Stored items:
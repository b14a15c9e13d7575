//! In-memory preference types.
//!
//! These are the records the application works with. They know nothing
//! about the on-disk tree; see `codec` for the mapping.

mod display_mode;
mod document;
mod geometry;
mod history;
mod settings;

pub use display_mode::{DisplayMode, UnknownDisplayMode};
pub use document::DocumentRecord;
pub use geometry::{ScrollPos, WindowRect, window_state};
pub use history::{DocumentHistory, MAX_RECENT_FILES_IN_MENU};
pub use settings::{DEFAULT_LANGUAGE, ForwardSearchHighlight, GlobalSettings, ZOOM_FIT_PAGE};
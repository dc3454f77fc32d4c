//! `sidecron-sharepoint` — Microsoft Graph implementation of the crontab
//! table store.
//!
//! [`GraphClient`] speaks the workbook-table subset of the Graph API (range
//! read, row add/update/delete) against a Sharepoint drive and implements
//! `sidecron_crontab::TableStore`. [`SharepointSession`] holds the one shared
//! access token; acquisition is idempotent, so concurrent callers never race
//! into a second sign-in.
//!
//! Errors are reported as `sidecron_crontab::StoreError` — this crate adds no
//! error type of its own.

pub mod client;
pub mod session;

pub use client::GraphClient;
pub use session::SharepointSession;
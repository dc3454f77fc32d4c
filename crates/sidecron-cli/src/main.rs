use std::sync::Arc;

use anyhow::Context;
use clap::{Parser, Subcommand};
use tracing::info;

use sidecron_core::config::SidecronConfig;
use sidecron_crontab::codec;
use sidecron_crontab::store::CrontabStore;
use sidecron_sharepoint::GraphClient;
use sidecron_workflow::admin::AdminClient;
use sidecron_workflow::publish_later::{target_path, PublishLaterWorkflow, WorkflowOutcome};
use sidecron_workflow::status::{format_schedule, StatusAnnotator};

mod prompt;

/// Publish-later tooling for a document-authored site: schedule, inspect and
/// remove delayed publish jobs stored in the crontab workbook.
#[derive(Parser)]
#[command(name = "sidecron", version, about)]
struct Cli {
    /// Path to sidecron.toml (defaults to $SIDECRON_CONFIG, then
    /// ~/.sidecron/sidecron.toml).
    #[arg(long, global = true)]
    config: Option<String>,

    #[command(subcommand)]
    command: Command,
}

#[derive(Subcommand)]
enum Command {
    /// Open the publish-later form for a page: create, move or delete its
    /// scheduled publish.
    Schedule {
        /// Page URL or absolute path.
        url: String,
    },
    /// Show when a page is scheduled to publish ("Never" if it is not).
    Status {
        /// Page URL or absolute path.
        url: String,
    },
    /// List every job in the crontab table.
    Jobs,
    /// Publish a page to live immediately via the admin API.
    Publish {
        /// Page URL or absolute path.
        url: String,
    },
}

#[tokio::main]
async fn main() -> anyhow::Result<()> {
    tracing_subscriber::fmt()
        .with_env_filter(
            tracing_subscriber::EnvFilter::try_from_default_env()
                .unwrap_or_else(|_| "sidecron=info".into()),
        )
        .init();

    let cli = Cli::parse();
    let config = SidecronConfig::load(cli.config.as_deref())
        .context("could not load configuration")?;

    match cli.command {
        Command::Schedule { url } => schedule(&config, &url).await,
        Command::Status { url } => status(&config, &url).await,
        Command::Jobs => jobs(&config).await,
        Command::Publish { url } => publish(&config, &url).await,
    }
}

fn crontab_store(config: &SidecronConfig) -> CrontabStore {
    let client = Arc::new(GraphClient::new(&config.sharepoint));
    CrontabStore::new(
        client,
        config.crontab.workbook_path.clone(),
        config.crontab.table.clone(),
    )
}

async fn schedule(config: &SidecronConfig, url: &str) -> anyhow::Result<()> {
    let workflow = PublishLaterWorkflow::new(
        crontab_store(config),
        Arc::new(AdminClient::new(&config.project)),
        Arc::new(prompt::TerminalUi::new()),
        config.crontab.timezone,
    )
    .with_lead_time(chrono::Duration::minutes(config.crontab.lead_time_minutes));

    match workflow.run(url).await {
        WorkflowOutcome::Completed => Ok(()),
        WorkflowOutcome::Cancelled => {
            info!("schedule unchanged");
            Ok(())
        }
        WorkflowOutcome::Failed => anyhow::bail!("scheduling failed"),
    }
}

async fn status(config: &SidecronConfig, url: &str) -> anyhow::Result<()> {
    let annotator = StatusAnnotator::new(crontab_store(config), config.crontab.timezone);
    match annotator.scheduled_label(url).await {
        Some(label) => {
            println!("Scheduled: {label} ({})", annotator.timezone());
            Ok(())
        }
        None => anyhow::bail!("could not determine the publishing schedule"),
    }
}

async fn jobs(config: &SidecronConfig) -> anyhow::Result<()> {
    let store = crontab_store(config);
    store.sign_in().await?;
    let table = store.load().await?;

    let mut count = 0;
    for (position, row) in table.jobs() {
        match codec::decode(&row) {
            Ok(entry) => println!(
                "{position:>3}  {}  {}",
                format_schedule(entry.datetime),
                entry.path
            ),
            Err(err) => println!("{position:>3}  <unreadable: {err}>  {}", row.path()),
        }
        count += 1;
    }
    if count == 0 {
        println!("No publish jobs scheduled.");
    }
    Ok(())
}

async fn publish(config: &SidecronConfig, url: &str) -> anyhow::Result<()> {
    let path = target_path(url).context("invalid page URL")?;
    AdminClient::new(&config.project).publish(&path).await?;
    println!("Published {path}");
    Ok(())
}
use std::sync::Arc;

use chrono::{Duration, NaiveDateTime};
use tracing::{error, info};

use sidecron_core::config::DEFAULT_LEAD_TIME_MINUTES;
use sidecron_core::types::{ScheduleEntry, TimezonePolicy};
use sidecron_crontab::codec;
use sidecron_crontab::store::CrontabStore;
use sidecron_crontab::table::JobMatch;

use crate::admin::PreviewTrigger;
use crate::ui::{DialogBody, FormOutcome, Interaction, ScheduleForm, Severity};

/// Result of one workflow invocation. Control always returns to the caller;
/// nothing persists between invocations.
#[derive(Debug, Clone, Copy, PartialEq, Eq)]
pub enum WorkflowOutcome {
    /// A schedule was created, updated or deleted and the preview refreshed.
    Completed,
    /// The user backed out; nothing was mutated.
    Cancelled,
    /// A step failed; the user has already been told which one.
    Failed,
}

/// States of one publish-later invocation. Each handler returns the next
/// state; `Done` ends the loop.
enum State {
    Authenticating,
    Loading,
    FormOpen { existing: Option<JobMatch> },
    Submitting {
        datetime: NaiveDateTime,
        existing: Option<usize>,
    },
    Deleting { position: usize },
    Done(WorkflowOutcome),
}

/// The scheduling workflow: authenticate, resolve any existing job for the
/// page, let the user decide, then create/update/delete the row and refresh
/// the crontab's JSON projection.
pub struct PublishLaterWorkflow {
    store: CrontabStore,
    preview: Arc<dyn PreviewTrigger>,
    ui: Arc<dyn Interaction>,
    policy: TimezonePolicy,
    lead_time: Duration,
}

impl PublishLaterWorkflow {
    pub fn new(
        store: CrontabStore,
        preview: Arc<dyn PreviewTrigger>,
        ui: Arc<dyn Interaction>,
        policy: TimezonePolicy,
    ) -> Self {
        Self {
            store,
            preview,
            ui,
            policy,
            lead_time: Duration::minutes(DEFAULT_LEAD_TIME_MINUTES),
        }
    }

    pub fn with_lead_time(mut self, lead_time: Duration) -> Self {
        self.lead_time = lead_time;
        self
    }

    /// Drive one invocation for `target` (a full URL or an absolute path).
    pub async fn run(&self, target: &str) -> WorkflowOutcome {
        let path = match target_path(target) {
            Ok(path) => path,
            Err(err) => {
                error!(%target, error = %err, "invalid publish target");
                self.ui
                    .acknowledge(
                        "Publish Later",
                        DialogBody::from(format!("Not a valid page URL: {target}")),
                        Severity::Error,
                    )
                    .await;
                return WorkflowOutcome::Failed;
            }
        };

        let mut state = State::Authenticating;
        loop {
            state = match state {
                State::Authenticating => self.authenticate().await,
                State::Loading => self.load(&path).await,
                State::FormOpen { existing } => self.open_form(existing).await,
                State::Submitting { datetime, existing } => {
                    self.submit(&path, datetime, existing).await
                }
                State::Deleting { position } => self.delete(position).await,
                State::Done(outcome) => return outcome,
            };
        }
    }

    async fn authenticate(&self) -> State {
        self.ui.progress("Please wait…").await;
        match self.store.sign_in().await {
            Ok(()) => State::Loading,
            Err(err) => {
                self.ui.progress_done().await;
                error!(error = %err, "could not log into Sharepoint");
                self.ui
                    .acknowledge(
                        "Error",
                        DialogBody::from("Could not log into Sharepoint."),
                        Severity::Error,
                    )
                    .await;
                State::Done(WorkflowOutcome::Failed)
            }
        }
    }

    async fn load(&self, path: &str) -> State {
        match self.store.load().await {
            Ok(table) => {
                self.ui.progress_done().await;
                State::FormOpen {
                    existing: table.find_job(path),
                }
            }
            Err(err) => {
                self.ui.progress_done().await;
                error!(error = %err, "could not retrieve cron jobs");
                self.ui
                    .acknowledge(
                        "Error",
                        DialogBody::from("Could not retrieve cron jobs."),
                        Severity::Error,
                    )
                    .await;
                State::Done(WorkflowOutcome::Failed)
            }
        }
    }

    async fn open_form(&self, existing: Option<JobMatch>) -> State {
        let min_datetime = self.policy.now() + self.lead_time;

        // A malformed existing row only loses the pre-fill, not the workflow.
        let prefill = existing.as_ref().and_then(|found| {
            codec::decode(&found.row)
                .map(|entry| entry.datetime)
                .map_err(|err| error!(error = %err, "failed to parse existing schedule"))
                .ok()
        });
        let locked = prefill.is_some_and(|dt| dt < min_datetime);

        let form = ScheduleForm {
            existing: prefill,
            min_datetime,
            locked,
            timezone: self.policy.label(),
        };

        match self.ui.schedule_form(&form).await {
            FormOutcome::Submit(datetime) => {
                if locked || datetime < min_datetime {
                    self.ui
                        .acknowledge(
                            "Publish Later",
                            DialogBody::from(format!(
                                "The scheduled time must be at least {} minutes from now.",
                                self.lead_time.num_minutes()
                            )),
                            Severity::Error,
                        )
                        .await;
                    return State::Done(WorkflowOutcome::Failed);
                }
                State::Submitting {
                    datetime,
                    existing: existing.map(|found| found.position),
                }
            }
            FormOutcome::Delete => match existing {
                Some(found) => State::Deleting {
                    position: found.position,
                },
                // Nothing to delete; treat like a dismissal.
                None => State::Done(WorkflowOutcome::Cancelled),
            },
            FormOutcome::Cancel => State::Done(WorkflowOutcome::Cancelled),
        }
    }

    async fn submit(
        &self,
        path: &str,
        datetime: NaiveDateTime,
        existing: Option<usize>,
    ) -> State {
        self.ui.progress("Publishing schedule…").await;
        let entry = ScheduleEntry::new(datetime, path);

        let written = match existing {
            Some(position) => self.store.update_job(position, &entry).await,
            None => self.store.add_job(&entry).await,
        };
        // The preview refresh is part of the same step: its failure is
        // reported as a create/update failure.
        let result = match written {
            Ok(()) => self
                .preview
                .refresh(&self.store.json_path())
                .await
                .map_err(|e| e.to_string()),
            Err(e) => Err(e.to_string()),
        };
        self.ui.progress_done().await;

        match result {
            Ok(()) => {
                info!(
                    path = %entry.path,
                    datetime = %datetime,
                    utc = %self.policy.to_utc(datetime),
                    "publishing scheduled"
                );
                self.ui
                    .notify("Publishing scheduled successfully.", Severity::Success)
                    .await;
                State::Done(WorkflowOutcome::Completed)
            }
            Err(err) => {
                let message = if existing.is_some() {
                    error!(error = %err, "failed to update publishing job");
                    "Failed to update existing publishing schedule."
                } else {
                    error!(error = %err, "failed to create publishing job");
                    "Failed to create publishing schedule."
                };
                self.ui
                    .acknowledge("Publish Later", DialogBody::from(message), Severity::Error)
                    .await;
                State::Done(WorkflowOutcome::Failed)
            }
        }
    }

    async fn delete(&self, position: usize) -> State {
        let confirmed = self
            .ui
            .confirm(
                "Delete schedule",
                DialogBody::from("Are you sure you want to delete this publishing schedule?"),
            )
            .await;
        if !confirmed {
            return State::Done(WorkflowOutcome::Cancelled);
        }

        self.ui.progress("Deleting schedule…").await;
        let result = match self.store.delete_job(position).await {
            Ok(()) => self
                .preview
                .refresh(&self.store.json_path())
                .await
                .map_err(|e| e.to_string()),
            Err(e) => Err(e.to_string()),
        };
        self.ui.progress_done().await;

        match result {
            Ok(()) => {
                info!(position, "publishing job deleted");
                self.ui
                    .notify("Publishing job deleted successfully.", Severity::Success)
                    .await;
                State::Done(WorkflowOutcome::Completed)
            }
            Err(err) => {
                error!(error = %err, "failed to delete publishing job");
                self.ui
                    .acknowledge(
                        "Publish Later",
                        DialogBody::from("Failed to delete existing publishing schedule."),
                        Severity::Error,
                    )
                    .await;
                State::Done(WorkflowOutcome::Failed)
            }
        }
    }
}

/// Absolute path of a target given either a full URL or a bare path.
pub fn target_path(target: &str) -> Result<String, url::ParseError> {
    if target.starts_with('/') {
        return Ok(target.to_string());
    }
    Ok(url::Url::parse(target)?.path().to_string())
}

#[cfg(test)]
mod tests {
    use super::*;

    #[test]
    fn target_path_strips_host_and_query() {
        assert_eq!(
            target_path("https://example.com/news/foo?x=1#top").unwrap(),
            "/news/foo"
        );
    }

    #[test]
    fn target_path_keeps_bare_paths() {
        assert_eq!(target_path("/news/foo").unwrap(), "/news/foo");
    }

    #[test]
    fn target_path_rejects_garbage() {
        assert!(target_path("not a url").is_err());
    }
}
//! Terminal rendition of the workflow's interaction surface.
//!
//! The browser tool renders modal dialogs; here every dialog becomes a
//! stdin/stdout exchange. The schedule form keeps the same contract: a
//! datetime bounded below by the minimum lead time, a delete action, and
//! dismissal as the only cancellation path.

use std::io::Write;

use async_trait::async_trait;
use chrono::NaiveDateTime;
use tokio::io::{AsyncBufReadExt, BufReader};

use sidecron_workflow::ui::{DialogBody, FormOutcome, Interaction, ScheduleForm, Severity};

/// Input format for the schedule prompt, mirroring an HTML
/// `datetime-local` value.
const DATETIME_FORMAT: &str = "%Y-%m-%dT%H:%M";

pub struct TerminalUi;

impl TerminalUi {
    pub fn new() -> Self {
        Self
    }

    async fn read_line(&self, prompt: &str) -> String {
        print!("{prompt}");
        let _ = std::io::stdout().flush();

        let mut line = String::new();
        let mut reader = BufReader::new(tokio::io::stdin());
        if reader.read_line(&mut line).await.is_err() {
            return String::new();
        }
        line.trim().to_string()
    }
}

/// What a line of user input means for the schedule form.
enum InputAction {
    Outcome(FormOutcome),
    Retry(String),
}

fn interpret(input: &str, form: &ScheduleForm) -> InputAction {
    if input.is_empty() {
        return InputAction::Outcome(FormOutcome::Cancel);
    }
    if input.eq_ignore_ascii_case("delete") {
        return InputAction::Outcome(FormOutcome::Delete);
    }
    if form.locked {
        return InputAction::Retry(
            "The existing schedule has already passed; only 'delete' or cancel are available."
                .to_string(),
        );
    }
    match NaiveDateTime::parse_from_str(input, DATETIME_FORMAT) {
        Ok(datetime) if datetime >= form.min_datetime => {
            InputAction::Outcome(FormOutcome::Submit(datetime))
        }
        Ok(_) => InputAction::Retry(format!(
            "The time must be no earlier than {}.",
            form.min_datetime.format(DATETIME_FORMAT)
        )),
        Err(_) => InputAction::Retry(format!(
            "Not a valid time; expected {} (e.g. 2025-03-05T14:30).",
            DATETIME_FORMAT
        )),
    }
}

fn glyph(severity: Severity) -> &'static str {
    match severity {
        Severity::Info => "·",
        Severity::Success => "✓",
        Severity::Error => "✗",
    }
}

#[async_trait]
impl Interaction for TerminalUi {
    async fn progress(&self, message: &str) {
        println!("… {message}");
    }

    async fn progress_done(&self) {}

    async fn notify(&self, message: &str, severity: Severity) {
        println!("{} {message}", glyph(severity));
    }

    async fn acknowledge(&self, title: &str, body: DialogBody, severity: Severity) {
        println!("{} {title}: {}", glyph(severity), body.render());
        self.read_line("Press Enter to continue… ").await;
    }

    async fn confirm(&self, title: &str, body: DialogBody) -> bool {
        println!("{title}: {}", body.render());
        loop {
            match self.read_line("[y/n] ").await.to_ascii_lowercase().as_str() {
                "y" | "yes" => return true,
                "n" | "no" | "" => return false,
                _ => {}
            }
        }
    }

    async fn schedule_form(&self, form: &ScheduleForm) -> FormOutcome {
        match form.existing {
            Some(existing) => println!(
                "Currently scheduled for {} ({}).",
                existing.format(DATETIME_FORMAT),
                form.timezone
            ),
            None => println!("No publishing schedule yet."),
        }
        println!(
            "Times are in {}; the earliest allowed is {}.",
            form.timezone,
            form.min_datetime.format(DATETIME_FORMAT)
        );

        let prompt = if form.locked {
            "'delete' to remove the schedule, or Enter to cancel: "
        } else {
            "Publish time (YYYY-MM-DDTHH:MM), 'delete', or Enter to cancel: "
        };
        loop {
            let input = self.read_line(prompt).await;
            match interpret(&input, form) {
                InputAction::Outcome(outcome) => return outcome,
                InputAction::Retry(message) => println!("{message}"),
            }
        }
    }
}
use thiserror::Error;

/// Errors from the admin preview/publish endpoint.
#[derive(Debug, Error)]
pub enum AdminError {
    /// The request never completed.
    #[error("admin request failed: {0}")]
    Transport(String),

    /// Non-2xx answer; these are hard failures for the step that awaited
    /// them.
    #[error("admin returned {status} for {url}")]
    Status { status: u16, url: String },
}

## What to do
Look through the entries for lines containing the word "remove" and return each one.

## Expected answer
/// remove delayed publish jobs stored in the crontab workbook.
            "'delete' to remove the schedule, or Enter to cancel: "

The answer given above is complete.